4. Analysis: Between Communication and Legal Reality
The clash between the two narratives reflects divergent strategies:
4.1. Djibouti’s Presidency plays the political and symbolic card: framing the award as a “judicial setback” for DP World restores the image of sovereign triumph, while glossing over ongoing disputes.
4.2. DP World adopts a cautious yet aggressive legal posture: correcting misleading claims, reaffirming its contractual rights, and maintaining legal pressure.
4.3. The LCIA award offers a “mixed ruling”: it confirms the illegality of seizure and validity of the concession (partial victory for DP World); it dismisses claims against PDSA (a defensive success for Djibouti); it leaves claims against the State and China Merchants open.
Ultimately, the case exemplifies a classic dilemma in international investment law: how far can a State repudiate contractual commitments without liability? The LCIA award affirms contractual sanctity but cannot guarantee enforcement or political reconciliation.

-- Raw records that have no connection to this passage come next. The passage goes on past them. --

//! Currency codes sent to the gateway.

use std::fmt;

use serde::{Deserialize, Serialize};

/// An ISO-4217 style currency code, normalized to uppercase.
///
/// The bridge does not keep a list of supported currencies; Paystack
/// rejects the ones it does not accept for the merchant.
#[derive(Debug, Clone, PartialEq, Eq, Hash, Serialize, Deserialize)]
#[serde(transparent)]
pub struct CurrencyCode(String);

impl CurrencyCode {
    /// Code used when neither the request nor the configuration names one.
    pub const DEFAULT: &'static str = "NGN";

    /// Normalizes a raw code. Returns `None` for blank input.
    pub fn new(raw: &str) -> Option<Self> {
        let trimmed = raw.trim();
        if trimmed.is_empty() {
            return None;
        }
        Some(Self(trimmed.to_uppercase()))
    }

    /// Picks the requested code, falling back to `default` when it is absent or blank.
    pub fn resolve(requested: Option<&str>, default: &CurrencyCode) -> Self {
        requested
            .and_then(Self::new)
            .unwrap_or_else(|| default.clone())
    }

    pub fn as_str(&self) -> &str {
        &self.0
    }
}

impl Default for CurrencyCode {
    fn default() -> Self {
        Self(Self::DEFAULT.to_string())
    }
}

impl fmt::Display for CurrencyCode {
    fn fmt(&self, f: &mut fmt::Formatter<'_>) -> fmt::Result {
        f.write_str(&self.0)
    }
}
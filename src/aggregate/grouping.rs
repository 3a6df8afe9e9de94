use serde::{Deserialize, Serialize};
use std::collections::{BTreeMap, HashMap};

use crate::customer::Customer;
use crate::decimal::Rate;
use crate::month::MonthKey;
use crate::types::{VillageId, WorkerId, ZoneId};

use super::{Aggregator, CollectionSummary};

/// summary of one group alongside its share of the whole population
#[derive(Debug, Clone, PartialEq, Serialize, Deserialize)]
pub struct GroupBreakdown<K> {
    pub key: K,
    pub summary: CollectionSummary,
    /// group customers / all customers considered
    pub customer_share: Rate,
}

impl<'e> Aggregator<'e> {
    /// summaries keyed by `key_fn`; customers without a key are left out
    pub fn aggregate_by<'c, I, K, F>(&self, customers: I, month: MonthKey, key_fn: F) -> BTreeMap<K, CollectionSummary>
    where
        I: IntoIterator<Item = &'c Customer>,
        K: Ord,
        F: Fn(&Customer) -> Option<K>,
    {
        let mut groups: BTreeMap<K, CollectionSummary> = BTreeMap::new();
        for customer in customers {
            if let Some(key) = key_fn(customer) {
                let snapshot = self.engine().snapshot(customer, month);
                groups.entry(key).or_default().add(&snapshot);
            }
        }
        groups
    }

    /// grouped summaries with each group's share of all `customers`
    pub fn breakdown<K, F>(&self, customers: &[Customer], month: MonthKey, key_fn: F) -> Vec<GroupBreakdown<K>>
    where
        K: Ord,
        F: Fn(&Customer) -> Option<K>,
    {
        let population = customers.len();
        self.aggregate_by(customers, month, key_fn)
            .into_iter()
            .map(|(key, summary)| GroupBreakdown {
                customer_share: Rate::of_counts(summary.customer_count, population),
                key,
                summary,
            })
            .collect()
    }

    pub fn by_zone(&self, customers: &[Customer], month: MonthKey) -> Vec<GroupBreakdown<ZoneId>> {
        self.breakdown(customers, month, |c| c.zone_id.clone())
    }

    pub fn by_village(&self, customers: &[Customer], month: MonthKey) -> Vec<GroupBreakdown<VillageId>> {
        self.breakdown(customers, month, |c| c.village_id.clone())
    }

    /// customers reach a worker through the village the worker is assigned to
    pub fn by_worker(
        &self,
        customers: &[Customer],
        month: MonthKey,
        assignments: &HashMap<VillageId, WorkerId>,
    ) -> Vec<GroupBreakdown<WorkerId>> {
        self.breakdown(customers, month, |c| {
            c.village_id
                .as_ref()
                .and_then(|village| assignments.get(village))
                .cloned()
        })
    }

    /// groups whose collection rate is below the configured group threshold
    pub fn low_collection_groups<'b, K>(&self, groups: &'b [GroupBreakdown<K>]) -> Vec<&'b GroupBreakdown<K>> {
        below_threshold(groups, self.engine().config().risk.group_threshold())
    }

    /// workers whose collection rate is below the configured worker threshold
    pub fn low_collection_workers<'b>(&self, workers: &'b [GroupBreakdown<WorkerId>]) -> Vec<&'b GroupBreakdown<WorkerId>> {
        below_threshold(workers, self.engine().config().risk.worker_threshold())
    }
}

fn below_threshold<K>(groups: &[GroupBreakdown<K>], threshold: Rate) -> Vec<&GroupBreakdown<K>> {
    groups
        .iter()
        .filter(|g| g.summary.collection_rate < threshold)
        .collect()
}

#[cfg(test)]
mod tests {
    use super::*;
    use crate::customer::MonthlyPayment;
    use crate::decimal::Money;
    use crate::ledger::LedgerEngine;
    use crate::types::CustomerId;
    use rust_decimal_macros::dec;

    fn month(raw: &str) -> MonthKey {
        MonthKey::parse(raw).unwrap()
    }

    fn customer(id: &str, zone: &str, village: &str, paid: i64) -> Customer {
        let mut record = MonthlyPayment::new(month("2025-03"));
        record.paid = Money::from_major(paid);
        Customer::new(CustomerId::new(id), Money::from_major(50))
            .in_zone(zone)
            .in_village(village)
            .with_payment(record)
    }

    fn population() -> Vec<Customer> {
        vec![
            customer("a", "north", "v1", 50),
            customer("b", "north", "v1", 0),
            customer("c", "north", "v2", 50),
            customer("d", "south", "v3", 10),
        ]
    }

    #[test]
    fn test_by_zone() {
        let engine = LedgerEngine::standard();
        let zones = Aggregator::new(&engine).by_zone(&population(), month("2025-03"));

        assert_eq!(zones.len(), 2);
        let north = &zones[0];
        assert_eq!(north.key, "north");
        assert_eq!(north.summary.customer_count, 3);
        assert_eq!(north.summary.paid_count, 2);
        assert_eq!(north.customer_share.as_percentage(), dec!(75));

        let south = &zones[1];
        assert_eq!(south.summary.total_paid, Money::from_major(10));
        assert_eq!(south.summary.partial_count, 1);
        assert_eq!(south.customer_share.as_percentage(), dec!(25));
    }

    #[test]
    fn test_ungrouped_customers_are_skipped() {
        let engine = LedgerEngine::standard();
        let mut customers = population();
        customers.push(Customer::new(CustomerId::new("loose"), Money::from_major(50)));

        let zones = Aggregator::new(&engine).by_zone(&customers, month("2025-03"));
        let grouped: usize = zones.iter().map(|z| z.summary.customer_count).sum();
        assert_eq!(grouped, 4);
        // shares are against everyone considered
        assert_eq!(zones[0].customer_share.as_percentage(), dec!(60));
    }

    #[test]
    fn test_by_worker_through_village_assignment() {
        let engine = LedgerEngine::standard();
        let assignments: HashMap<VillageId, WorkerId> = [
            ("v1".to_string(), "w-ali".to_string()),
            ("v3".to_string(), "w-ali".to_string()),
            ("v2".to_string(), "w-sara".to_string()),
        ]
        .into_iter()
        .collect();

        let workers = Aggregator::new(&engine).by_worker(&population(), month("2025-03"), &assignments);
        assert_eq!(workers.len(), 2);
        assert_eq!(workers[0].key, "w-ali");
        assert_eq!(workers[0].summary.customer_count, 3);
        assert_eq!(workers[1].key, "w-sara");
        assert_eq!(workers[1].summary.total_paid, Money::from_major(50));
    }

    #[test]
    fn test_low_collection_flags() {
        let engine = LedgerEngine::standard();
        let aggregator = Aggregator::new(&engine);
        let villages = aggregator.by_village(&population(), month("2025-03"));

        // v1 50%, v2 100%, v3 20%
        let flagged: Vec<&str> = aggregator
            .low_collection_groups(&villages)
            .iter()
            .map(|g| g.key.as_str())
            .collect();
        assert_eq!(flagged, vec!["v3"]);

        let workers = aggregator.breakdown(&population(), month("2025-03"), |c| c.village_id.clone());
        let low_workers: Vec<&str> = aggregator
            .low_collection_workers(&workers)
            .iter()
            .map(|g| g.key.as_str())
            .collect();
        assert_eq!(low_workers, vec!["v1", "v3"]);
    }
}
use rust_decimal::Decimal;
use serde::{Deserialize, Serialize};

use crate::customer::Customer;
use crate::decimal::Rate;
use crate::month::MonthKey;

use super::{Aggregator, CollectionSummary};

/// one month against the month before it
#[derive(Debug, Clone, PartialEq, Serialize, Deserialize)]
pub struct MonthComparison {
    pub month: MonthKey,
    pub current: CollectionSummary,
    pub previous: CollectionSummary,
    /// change in collected amount relative to the previous month, none when nothing was collected then
    pub collected_change: Option<Rate>,
    /// difference of the two collection rates in percentage points
    pub collection_rate_change: Decimal,
    pub customer_count_change: i64,
}

impl MonthComparison {
    pub fn new(month: MonthKey, current: CollectionSummary, previous: CollectionSummary) -> Self {
        let collected_change = if previous.total_paid.is_positive() {
            let delta = current.total_paid.as_decimal() - previous.total_paid.as_decimal();
            Some(Rate::from_ratio(delta, previous.total_paid.as_decimal()))
        } else {
            None
        };
        let collection_rate_change =
            current.collection_rate.as_percentage() - previous.collection_rate.as_percentage();
        let customer_count_change = current.customer_count as i64 - previous.customer_count as i64;

        Self {
            month,
            current,
            previous,
            collected_change,
            collection_rate_change,
            customer_count_change,
        }
    }

    pub fn improved(&self) -> bool {
        self.collection_rate_change > Decimal::ZERO
    }
}

impl<'e> Aggregator<'e> {
    /// compare `month` with the month before it over the same customers;
    /// the first representable month compares against empty totals
    pub fn compare_with_previous(&self, customers: &[Customer], month: MonthKey) -> MonthComparison {
        let current = self.aggregate(customers, month);
        let previous = month
            .previous()
            .map(|prev| self.aggregate(customers, prev))
            .unwrap_or_default();
        MonthComparison::new(month, current, previous)
    }
}

#[cfg(test)]
mod tests {
    use super::*;
    use crate::customer::MonthlyPayment;
    use crate::decimal::Money;
    use crate::ledger::LedgerEngine;
    use crate::types::CustomerId;
    use rust_decimal_macros::dec;

    fn month(raw: &str) -> MonthKey {
        MonthKey::parse(raw).unwrap()
    }

    fn settled(raw: &str, paid: i64) -> MonthlyPayment {
        let mut record = MonthlyPayment::new(month(raw));
        record.paid = Money::from_major(paid);
        record
    }

    #[test]
    fn test_compare_with_previous() {
        let engine = LedgerEngine::standard();
        let customers = vec![
            Customer::new(CustomerId::new("a"), Money::from_major(50))
                .with_payment(settled("2025-01", 25))
                .with_payment(settled("2025-02", 75)),
            Customer::new(CustomerId::new("b"), Money::from_major(50))
                .with_payment(settled("2025-01", 25))
                .with_payment(settled("2025-02", 75)),
        ];

        let cmp = Aggregator::new(&engine).compare_with_previous(&customers, month("2025-02"));

        // jan: 50 of 100 collected; feb: 150 of 150
        assert_eq!(cmp.previous.total_paid, Money::from_major(50));
        assert_eq!(cmp.current.total_paid, Money::from_major(150));
        assert_eq!(cmp.collected_change.unwrap().as_percentage(), dec!(200));
        assert_eq!(cmp.collection_rate_change, dec!(50));
        assert_eq!(cmp.customer_count_change, 0);
        assert!(cmp.improved());
    }

    #[test]
    fn test_no_previous_collection() {
        let engine = LedgerEngine::standard();
        let customers = vec![Customer::new(CustomerId::new("a"), Money::from_major(50))
            .with_payment(settled("2025-02", 10))];

        let cmp = Aggregator::new(&engine).compare_with_previous(&customers, month("2025-02"));
        assert_eq!(cmp.collected_change, None);
    }

    #[test]
    fn test_decline_is_negative() {
        let current = CollectionSummary {
            customer_count: 3,
            total_paid: Money::from_major(30),
            ..CollectionSummary::default()
        };
        let previous = CollectionSummary {
            customer_count: 4,
            total_paid: Money::from_major(60),
            ..CollectionSummary::default()
        };

        let cmp = MonthComparison::new(month("2025-05"), current, previous);
        assert_eq!(cmp.collected_change.unwrap().as_percentage(), dec!(-50));
        assert_eq!(cmp.customer_count_change, -1);
        assert!(!cmp.improved());
    }

    #[test]
    fn test_first_month_compares_against_empty_totals() {
        let engine = LedgerEngine::standard();
        let customers = vec![Customer::new(CustomerId::new("a"), Money::from_major(50))];
        let first = month("0001-01");

        let cmp = Aggregator::new(&engine).compare_with_previous(&customers, first);
        assert_eq!(cmp.previous, CollectionSummary::default());
        assert_eq!(cmp.customer_count_change, 1);
    }
}
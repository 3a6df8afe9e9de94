pub mod aggregate;
pub mod config;
pub mod customer;
pub mod decimal;
pub mod desk;
pub mod errors;
pub mod events;
pub mod ledger;
pub mod month;
pub mod store;
pub mod types;
pub mod views;

// re-export key types
pub use aggregate::{
    common_month_date, share_of_total, Aggregator, BulkOutcome, CollectionSummary, FlagConflict,
    GroupBreakdown, MonthComparison, StaleField, StaleRecord,
};
pub use config::{LedgerConfig, RiskThresholds};
pub use customer::{Customer, MonthlyPayment};
pub use decimal::{Money, Rate};
pub use desk::CollectionDesk;
pub use errors::{LedgerError, Result};
pub use events::{EventStore, LedgerEvent};
pub use ledger::{CarryOverChain, LedgerEngine, MonthSnapshot};
pub use month::MonthKey;
pub use store::{CustomerFilter, CustomerStore, InMemoryCustomerStore};
pub use types::{
    CarryOverPolicy, CustomerId, PaymentStatus, RecordLayout, VillageId, WorkerId, ZoneId,
};
pub use views::{SnapshotView, SummaryView};

// re-export external dependencies that users will need
pub use chrono;
pub use hourglass_rs::{SafeTimeProvider, TimeSource};
pub use rust_decimal::Decimal;
pub use uuid::Uuid;
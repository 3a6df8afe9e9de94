use chrono::NaiveDate;
use hourglass_rs::{SafeTimeProvider, TimeSource};
use tracing::{debug, warn};
use uuid::Uuid;

use crate::customer::{Customer, MonthlyPayment};
use crate::decimal::Money;
use crate::errors::{LedgerError, Result};
use crate::events::{EventStore, LedgerEvent};
use crate::month::MonthKey;

use super::LedgerEngine;

impl LedgerEngine {
    /// reject amounts that are not positive or exceed the month's remaining balance
    pub fn validate_payment(&self, customer: &Customer, month: MonthKey, amount: Money) -> Result<()> {
        if !amount.is_positive() {
            return Err(LedgerError::InvalidPaymentAmount { amount });
        }

        let remaining = self.snapshot(customer, month).remaining;
        if amount > remaining {
            return Err(LedgerError::PaymentExceedsRemaining {
                remaining,
                requested: amount,
            });
        }

        Ok(())
    }

    /// apply a partial or final payment toward `month`
    pub fn apply_payment(
        &self,
        customer: &mut Customer,
        month: MonthKey,
        amount: Money,
        time_provider: &SafeTimeProvider,
        events: &mut EventStore,
    ) -> Result<MonthlyPayment> {
        if let Err(err) = self.validate_payment(customer, month, amount) {
            warn!(customer = %customer.id, %month, %amount, error = %err, "payment rejected");
            return Err(err);
        }

        let before = self.snapshot(customer, month);
        let now = time_provider.now();
        let total_due = before.total_due;

        let record = customer.payment_entry(month);
        if record.date.is_none() {
            record.date = Some(now.date_naive());
        }
        record.paid = before.paid + amount;
        record.paid_date = Some(now);

        let remaining = total_due.saturating_sub(record.paid);
        if remaining.is_zero() {
            record.fully_paid = true;
        }
        record.remaining = Some(if record.fully_paid { Money::ZERO } else { remaining });
        record.total_due = Some(total_due);

        let updated = record.clone();

        debug!(
            customer = %customer.id,
            %month,
            %amount,
            paid = %updated.paid,
            %remaining,
            "payment applied"
        );

        events.emit(LedgerEvent::PaymentApplied {
            customer_id: customer.id.clone(),
            month,
            reference: Uuid::new_v4(),
            amount,
            new_paid: updated.paid,
            remaining,
            timestamp: now,
        });

        if updated.fully_paid && !before.fully_paid {
            events.emit(LedgerEvent::MonthSettled {
                customer_id: customer.id.clone(),
                month,
                total_due,
                timestamp: now,
            });
        }

        Ok(updated)
    }

    /// apply a payment at the system time
    pub fn apply_payment_now(
        &self,
        customer: &mut Customer,
        month: MonthKey,
        amount: Money,
        events: &mut EventStore,
    ) -> Result<MonthlyPayment> {
        let time_provider = SafeTimeProvider::new(TimeSource::System);
        self.apply_payment(customer, month, amount, &time_provider, events)
    }

    /// all-or-nothing toggle: settle the whole amount due, or reset to nothing paid
    pub fn set_fully_paid(
        &self,
        customer: &mut Customer,
        month: MonthKey,
        to_paid: bool,
        time_provider: &SafeTimeProvider,
        events: &mut EventStore,
    ) -> MonthlyPayment {
        let before = self.snapshot(customer, month);
        let now = time_provider.now();

        let record = customer.payment_entry(month);
        if record.date.is_none() {
            record.date = Some(now.date_naive());
        }

        if to_paid {
            record.paid = before.total_due;
            record.fully_paid = true;
            record.paid_date = Some(now);
            record.remaining = Some(Money::ZERO);
        } else {
            record.paid = Money::ZERO;
            record.fully_paid = false;
            record.paid_date = None;
            record.remaining = Some(before.total_due);
        }
        record.total_due = Some(before.total_due);

        let updated = record.clone();

        debug!(customer = %customer.id, %month, to_paid, total_due = %before.total_due, "settled flag set");

        if to_paid {
            events.emit(LedgerEvent::MonthSettled {
                customer_id: customer.id.clone(),
                month,
                total_due: before.total_due,
                timestamp: now,
            });
        } else {
            events.emit(LedgerEvent::MonthReopened {
                customer_id: customer.id.clone(),
                month,
                reversed_paid: before.paid,
                timestamp: now,
            });
        }

        updated
    }

    /// set the settled flag at the system time
    pub fn set_fully_paid_now(
        &self,
        customer: &mut Customer,
        month: MonthKey,
        to_paid: bool,
        events: &mut EventStore,
    ) -> MonthlyPayment {
        let time_provider = SafeTimeProvider::new(TimeSource::System);
        self.set_fully_paid(customer, month, to_paid, &time_provider, events)
    }

    /// flip the settled state of `month`
    pub fn toggle_fully_paid(
        &self,
        customer: &mut Customer,
        month: MonthKey,
        time_provider: &SafeTimeProvider,
        events: &mut EventStore,
    ) -> MonthlyPayment {
        let to_paid = !self.snapshot(customer, month).fully_paid;
        self.set_fully_paid(customer, month, to_paid, time_provider, events)
    }

    /// create the month's record with `date`, or only move the date of an existing one
    pub fn initialize_month(
        &self,
        customer: &mut Customer,
        month: MonthKey,
        date: NaiveDate,
        events: &mut EventStore,
    ) -> MonthlyPayment {
        let customer_id = customer.id.clone();

        match customer.payment_mut(month) {
            Some(record) => {
                let old_date = record.date;
                if old_date != Some(date) {
                    record.date = Some(date);
                    events.emit(LedgerEvent::MonthDateAssigned {
                        customer_id,
                        month,
                        old_date,
                        new_date: date,
                    });
                }
                record.clone()
            }
            None => {
                let record = MonthlyPayment::with_date(month, date);
                customer.upsert_payment(record.clone());
                events.emit(LedgerEvent::MonthInitialized {
                    customer_id,
                    month,
                    date,
                });
                record
            }
        }
    }
}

5. Conclusion: An Episode, Not a Conclusion
The arbitral award of September 29, 2025, does not end the dispute—it reshapes it. Djibouti celebrates a relative victory; DP World underscores the recognition of its rights and reserves its legal options. The tribunal resolved part of the dispute but stopped short of a definitive ruling.
In this battle of arguments and legal diplomacy, the key lies not only in applied law but in each party’s ability to enforce, execute, and communicate its rights. For international observers, the case remains a barometer of investor confidence in States managing strategic infrastructure projects.